Letter 06/19/1888 - by Vincent van Gogh
My dear Bernard,
Forgive me if I write in great haste; I fear that my letter won't be at all legible, but I want to reply to you right away.
Do you know that we've been very foolish, Gauguin, you, and I, in not all going to the same place? But when Gauguin left, I wasn't yet sure of being able to leave. And when you
left, there was that dreadful money for the fare, and the bad news I had to give about the expenses here, which prevented it. If we had all left for here together it wouldn't
have been so foolish, because the three of us would have done our own housekeeping. And now that I've found my bearings a little more, I'm beginning to see the advantages here.

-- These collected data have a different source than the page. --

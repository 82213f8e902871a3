//! Session runtime
//!
//! Central coordinator: owns the session record, the DBGp link, the
//! ledger, and the path mapper, and drives the session state machine.
//! At most one agent operation is in flight at a time (the runtime lives
//! behind a mutex); break and close events are drained at the start of
//! every operation so a break always precedes the agent's next
//! observation of the paused state.

use std::path::Path;
use std::sync::{Arc, Mutex as StdMutex, Weak};
use std::time::{Duration, Instant};

use serde_json::{json, Value};
use tokio::sync::Mutex;
use tokio::task::JoinHandle;
use uuid::Uuid;

use crate::common::{Config, Error, Result};
use crate::dbgp::{
    BreakEvent, BreakpointKind, BreakpointSpec, DbgpLink, LinkEvent,
};
use crate::inspect::{self, FilterOutcome};
use crate::ledger::{HistoryEntry, Ledger, StepLocation};
use crate::pathmap::{normalize, PathMapper};

use super::state::{
    Breakpoint, PauseReason, Session, SessionStatus, SourceLocation,
};

/// How long the start sequence waits for the first break before
/// reporting the session as still running
const FIRST_BREAK_WAIT: Duration = Duration::from_secs(5);

/// Grace period for the best-effort `stop` command during shutdown
const STOP_GRACE: Duration = Duration::from_secs(2);

/// Absolute ceiling on inspection depth regardless of configuration
const ABSOLUTE_MAX_DEPTH: u32 = 10;

pub struct SessionRuntime {
    config: Config,
    mapper: Option<PathMapper>,
    session: Option<Session>,
    link: Option<DbgpLink>,
    ledger: Option<Ledger>,
    stopping: bool,
    last_activity: Arc<StdMutex<Instant>>,
    watchdog: Option<JoinHandle<()>>,
    self_ref: Weak<Mutex<SessionRuntime>>,
}
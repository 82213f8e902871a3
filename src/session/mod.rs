//! Session state machine and orchestration

pub mod runtime;
pub mod state;

pub use runtime::SessionRuntime;
pub use state::{
    available_actions, Breakpoint, PauseReason, Session, SessionStatus, SourceLocation,
    PENDING_SESSION_ID,
};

For myself, I'm in better health here than in the nort - I even work in the wheat fields at midday, in the full heat of the sun, without any shade whatever, and there you are,
I revel in it like a cicada. My God, if only I had known this country at twenty-five, instead of coming here at thirty-five - In those days I was enthusiastic about gray, or rather,
absence of color. I was always dreaming about Millet, and then I had acquaintances in the category of painters like Mauve, Israëls. Here's sketch of a sower.
Large field with clods of plowed earth, mostly downright violet.
Field of ripe wheat in a yellow ocher tone with a little crimson.
The chrome yellow 1 sky almost as bright as the sun itself, which is chrome yellow 1 with a little white, while the rest of the sky is chrome yellow 1 and 2 mixed, very yellow, then.
The sower's smock is blue, and his trousers white. Square no. 25 canvas. There are many repetitions of yellow in the earth, neutral tones, resulting from the mixing of violet with yellow,
but I could hardly give a damn about the veracity of the color. Better to make naive almanac pictures - old country almanacs, where hail, snow, rain, fine weather are represented in an utterly
primitive way. The way Anquetin got his Harvest so well.
I don't hide from you that I don't detest the countryside - having been brought up there, snatches of memories from past times, yearnings for that infinite of which the sower, the sheaf, are the symbols,
still enchant me as before.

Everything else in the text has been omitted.